### [Information]
Segment Open

//! Declarative description of a simulated platform: root bridges, their apertures and the
//! functions behind them.
//!
//! The description is plain serde data so tools can load it from JSON:
//!
//! ```json
//! {
//!   "roots": [{
//!     "bus": 0,
//!     "devices": [
//!       { "device": 1, "bridge": { "devices": [
//!         { "device": 0, "bars": [{ "index": 0, "type": "memory", "size": 1048576 }] }
//!       ] } }
//!     ]
//!   }]
//! }
//! ```

use pci_enum::{
    HotPlugSlots, PaddingRequest, PciBdf, ResourceClass, RootBridgeAttributes, RootBridgeConfig,
    Window,
};
use serde::{Deserialize, Serialize};
use thiserror::Error;

use crate::bus::{SimBus, SimSegment};
use crate::config::{SimBar, SimBridgeWindows};
use crate::device::{FaultMode, SimFunction};

#[derive(Debug, Error)]
pub enum TopologyError {
    #[error("topology has no root bridges")]
    NoRoots,

    #[error("root bus {0:#04x} is described twice")]
    DuplicateRoot(u8),

    #[error("bus {bus_start:#04x} limit {bus_limit:#04x} is not a valid root bus range")]
    BusRange { bus_start: u8, bus_limit: u8 },

    #[error("{location}: device {device} function {function} is out of range")]
    Slot {
        location: String,
        device: u8,
        function: u8,
    },

    #[error("{location}: slot {device}.{function} is described twice")]
    DuplicateSlot {
        location: String,
        device: u8,
        function: u8,
    },

    #[error("{location}: BAR {index}: {reason}")]
    Bar {
        location: String,
        index: u8,
        reason: &'static str,
    },

    #[error("{location}: expansion ROM size {size:#x} must be a power of two of at least 2 KiB")]
    Rom { location: String, size: u64 },

    #[error("hot-plug entry {0:?}: {1}")]
    HotPlug(String, pci_enum::PciError),
}

#[derive(Debug, Clone, Default, Serialize, Deserialize)]
#[serde(deny_unknown_fields)]
pub struct TopologySpec {
    pub roots: Vec<RootSpec>,
    /// Hot-plug padding keyed by the address the bridge ends up at.
    #[serde(default)]
    pub hot_plug: Vec<HotPlugSpec>,
}

#[derive(Debug, Clone, Serialize, Deserialize)]
#[serde(deny_unknown_fields)]
pub struct WindowSpec {
    pub base: u64,
    pub length: u64,
}

impl From<&WindowSpec> for Window {
    fn from(spec: &WindowSpec) -> Self {
        Window::new(spec.base, spec.length)
    }
}

#[derive(Debug, Clone, Serialize, Deserialize)]
#[serde(deny_unknown_fields)]
pub struct RootSpec {
    #[serde(default)]
    pub bus: u8,
    #[serde(default = "default_bus_limit")]
    pub bus_limit: u8,
    /// Aperture overrides; absent fields keep the platform defaults.
    #[serde(default)]
    pub io: Option<WindowSpec>,
    #[serde(default)]
    pub mem32: Option<WindowSpec>,
    #[serde(default)]
    pub pmem32: Option<WindowSpec>,
    #[serde(default)]
    pub mem64: Option<WindowSpec>,
    #[serde(default)]
    pub pmem64: Option<WindowSpec>,
    #[serde(default)]
    pub combine_mem_pmem: bool,
    #[serde(default)]
    pub devices: Vec<FunctionSpec>,
}

fn default_bus_limit() -> u8 {
    0xFF
}

fn default_vendor() -> u16 {
    0x8086
}

fn yes() -> bool {
    true
}

#[derive(Debug, Clone, Serialize, Deserialize)]
#[serde(deny_unknown_fields)]
pub struct FunctionSpec {
    pub device: u8,
    #[serde(default)]
    pub function: u8,
    #[serde(default = "default_vendor")]
    pub vendor_id: u16,
    #[serde(default)]
    pub device_id: u16,
    #[serde(default)]
    pub class: u8,
    #[serde(default)]
    pub subclass: u8,
    #[serde(default)]
    pub bars: Vec<BarSpec>,
    #[serde(default)]
    pub rom: Option<u64>,
    #[serde(default)]
    pub fault: FaultMode,
    /// Present for PCI-to-PCI bridges.
    #[serde(default)]
    pub bridge: Option<BridgeSpec>,
}

#[derive(Debug, Clone, Serialize, Deserialize)]
pub struct BarSpec {
    pub index: u8,
    #[serde(flatten)]
    pub bar: SimBar,
}

#[derive(Debug, Clone, Serialize, Deserialize)]
#[serde(deny_unknown_fields)]
pub struct BridgeSpec {
    #[serde(default = "yes")]
    pub io: bool,
    #[serde(default)]
    pub io32: bool,
    #[serde(default = "yes")]
    pub pmem: bool,
    #[serde(default = "yes")]
    pub pmem64: bool,
    #[serde(default)]
    pub devices: Vec<FunctionSpec>,
}

#[derive(Debug, Clone, Serialize, Deserialize)]
#[serde(deny_unknown_fields)]
pub struct HotPlugSpec {
    /// `bus:device.function` of the bridge after enumeration.
    pub bridge: String,
    #[serde(default)]
    pub buses: u8,
    #[serde(default)]
    pub io: u64,
    #[serde(default)]
    pub mem: u64,
    #[serde(default)]
    pub pmem: u64,
}

/// A platform built from a [`TopologySpec`].
#[derive(Debug, Clone)]
pub struct Topology {
    pub bus: SimBus,
    pub roots: Vec<RootBridgeConfig>,
    pub hot_plug: HotPlugSlots,
}

impl Topology {
    pub fn from_spec(spec: &TopologySpec) -> Result<Self, TopologyError> {
        if spec.roots.is_empty() {
            return Err(TopologyError::NoRoots);
        }
        let mut bus = SimBus::new();
        let mut roots = Vec::with_capacity(spec.roots.len());
        for root in &spec.roots {
            if bus.root(root.bus).is_some() {
                return Err(TopologyError::DuplicateRoot(root.bus));
            }
            if root.bus_limit < root.bus {
                return Err(TopologyError::BusRange {
                    bus_start: root.bus,
                    bus_limit: root.bus_limit,
                });
            }
            let location = format!("root {:02x}", root.bus);
            let segment = build_segment(&location, &root.devices)?;
            bus = bus.with_root(root.bus, segment);
            roots.push(root_config(root));
        }

        let mut hot_plug = HotPlugSlots::new();
        for entry in &spec.hot_plug {
            let bridge: PciBdf = entry
                .bridge
                .parse()
                .map_err(|err| TopologyError::HotPlug(entry.bridge.clone(), err))?;
            if entry.buses != 0 {
                hot_plug = hot_plug.with_bus_padding(bridge, entry.buses);
            }
            for (class, length) in [
                (ResourceClass::Io16, entry.io),
                (ResourceClass::Mem32, entry.mem),
                (ResourceClass::PMem64, entry.pmem),
            ] {
                if length == 0 {
                    continue;
                }
                if !length.is_power_of_two() {
                    return Err(TopologyError::HotPlug(
                        entry.bridge.clone(),
                        pci_enum::PciError::InvalidRequest("padding must be a power of two"),
                    ));
                }
                hot_plug =
                    hot_plug.with_resource_padding(bridge, PaddingRequest::new(class, length));
            }
        }

        Ok(Self {
            bus,
            roots,
            hot_plug,
        })
    }
}

fn root_config(spec: &RootSpec) -> RootBridgeConfig {
    let defaults = RootBridgeConfig::default();
    let mut attributes = RootBridgeAttributes::empty();
    if spec.combine_mem_pmem {
        attributes |= RootBridgeAttributes::COMBINE_MEM_PMEM;
    }
    if spec.mem64.is_some() || spec.pmem64.is_some() {
        attributes |= RootBridgeAttributes::MEM64_DECODE;
    }
    RootBridgeConfig {
        bus_start: spec.bus,
        bus_limit: spec.bus_limit,
        attributes,
        io: spec.io.as_ref().map(Window::from).or(defaults.io),
        mem32: spec.mem32.as_ref().map(Window::from).or(defaults.mem32),
        pmem32: spec.pmem32.as_ref().map(Window::from).or(defaults.pmem32),
        mem64: spec.mem64.as_ref().map(Window::from),
        pmem64: spec.pmem64.as_ref().map(Window::from),
    }
}

fn build_segment(location: &str, functions: &[FunctionSpec]) -> Result<SimSegment, TopologyError> {
    let mut segment = SimSegment::new();
    for spec in functions {
        if spec.device > PciBdf::MAX_DEVICE || spec.function > PciBdf::MAX_FUNCTION {
            return Err(TopologyError::Slot {
                location: location.to_owned(),
                device: spec.device,
                function: spec.function,
            });
        }
        if segment.get(spec.device, spec.function).is_some() {
            return Err(TopologyError::DuplicateSlot {
                location: location.to_owned(),
                device: spec.device,
                function: spec.function,
            });
        }
        let here = format!("{location} / {:02x}.{}", spec.device, spec.function);
        segment.insert(spec.device, spec.function, build_function(&here, spec)?);
    }
    Ok(segment)
}

fn build_function(location: &str, spec: &FunctionSpec) -> Result<SimFunction, TopologyError> {
    let (mut function, bar_slots) = match &spec.bridge {
        Some(bridge) => {
            let windows = SimBridgeWindows {
                io: bridge.io.then_some(bridge.io32),
                pmem: bridge.pmem.then_some(bridge.pmem64),
            };
            let mut function = SimFunction::bridge(spec.vendor_id, spec.device_id, windows);
            let child_location = format!("{location} ->");
            if let Some(segment) = function.secondary_mut() {
                *segment = build_segment(&child_location, &bridge.devices)?;
            }
            (function, 2u8)
        }
        None => (
            SimFunction::endpoint(spec.vendor_id, spec.device_id)
                .with_class(spec.class, spec.subclass),
            6u8,
        ),
    };

    let mut claimed = [false; 6];
    for bar in &spec.bars {
        let reason = check_bar(bar, bar_slots, &claimed);
        if let Some(reason) = reason {
            return Err(TopologyError::Bar {
                location: location.to_owned(),
                index: bar.index,
                reason,
            });
        }
        for slot in bar.index..bar.index + bar.bar.slots() {
            claimed[usize::from(slot)] = true;
        }
        function = function.with_bar(bar.index, bar.bar);
    }

    if let Some(size) = spec.rom {
        if !size.is_power_of_two() || size < 0x800 || size > 0x8000_0000 {
            return Err(TopologyError::Rom {
                location: location.to_owned(),
                size,
            });
        }
        function = function.with_rom(size);
    }
    Ok(function.with_fault(spec.fault))
}

fn check_bar(bar: &BarSpec, slots: u8, claimed: &[bool; 6]) -> Option<&'static str> {
    let size = bar.bar.size();
    let Some(end) = bar.index.checked_add(bar.bar.slots()) else {
        return Some("index out of range");
    };
    if end > slots {
        return Some("does not fit the header's BAR slots");
    }
    if (bar.index..end).any(|slot| claimed[usize::from(slot)]) {
        return Some("overlaps another BAR");
    }
    if !size.is_power_of_two() {
        return Some("size must be a power of two");
    }
    match bar.bar {
        SimBar::Io { wide, .. } => {
            let limit = if wide { 1 << 31 } else { 1 << 15 };
            (size < 4 || size > limit).then_some("I/O size out of range")
        }
        SimBar::Memory { wide, .. } => {
            let limit = if wide { 1 << 63 } else { 1 << 31 };
            (size < 16 || size > limit).then_some("memory size out of range")
        }
    }
}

Segment Closed

Gather each line of the listing containing the word "Option" and show it.

### [Task response]
    pub io: Option<WindowSpec>,
    pub mem32: Option<WindowSpec>,
    pub pmem32: Option<WindowSpec>,
    pub mem64: Option<WindowSpec>,
    pub pmem64: Option<WindowSpec>,
    pub rom: Option<u64>,
    pub bridge: Option<BridgeSpec>,
fn check_bar(bar: &BarSpec, slots: u8, claimed: &[bool; 6]) -> Option<&'static str> {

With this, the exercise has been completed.